• **THE TASK**
Locate, in the data below, the line that contains "The methods in" and the line that contains "use crate::state::CheckerState;"; reproduce exactly those two lines and every line between them, nothing more.

Dataset entries
┄┄┄┄┄┄┄┄┄┄┄┄┄┄┄┄┄┄┄┄
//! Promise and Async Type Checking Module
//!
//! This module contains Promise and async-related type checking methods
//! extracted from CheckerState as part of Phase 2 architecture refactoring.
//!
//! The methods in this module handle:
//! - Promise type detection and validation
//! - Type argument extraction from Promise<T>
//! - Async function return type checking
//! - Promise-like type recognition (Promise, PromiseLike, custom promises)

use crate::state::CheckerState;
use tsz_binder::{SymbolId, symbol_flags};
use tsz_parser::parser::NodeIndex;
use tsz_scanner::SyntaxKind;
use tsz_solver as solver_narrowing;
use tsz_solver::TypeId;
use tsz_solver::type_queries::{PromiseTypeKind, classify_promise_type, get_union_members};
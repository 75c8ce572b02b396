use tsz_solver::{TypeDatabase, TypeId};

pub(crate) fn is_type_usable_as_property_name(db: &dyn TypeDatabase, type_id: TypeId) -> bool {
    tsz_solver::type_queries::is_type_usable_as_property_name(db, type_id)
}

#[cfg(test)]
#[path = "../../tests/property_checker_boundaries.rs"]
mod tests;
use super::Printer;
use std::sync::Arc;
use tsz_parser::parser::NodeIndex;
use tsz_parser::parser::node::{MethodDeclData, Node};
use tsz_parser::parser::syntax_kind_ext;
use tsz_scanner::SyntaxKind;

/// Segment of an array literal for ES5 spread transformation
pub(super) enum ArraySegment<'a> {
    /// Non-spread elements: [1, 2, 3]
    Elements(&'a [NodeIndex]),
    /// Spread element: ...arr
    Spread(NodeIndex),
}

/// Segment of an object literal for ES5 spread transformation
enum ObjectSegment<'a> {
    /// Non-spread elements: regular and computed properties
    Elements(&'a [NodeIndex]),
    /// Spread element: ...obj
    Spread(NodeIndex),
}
┄┄┄┄┄┄┄┄┄┄┄┄┄┄┄┄┄┄┄┄
• **WRITTEN RESPONSE**
//! The methods in this module handle:
//! - Promise type detection and validation
//! - Type argument extraction from Promise<T>
//! - Async function return type checking
//! - Promise-like type recognition (Promise, PromiseLike, custom promises)

use crate::state::CheckerState;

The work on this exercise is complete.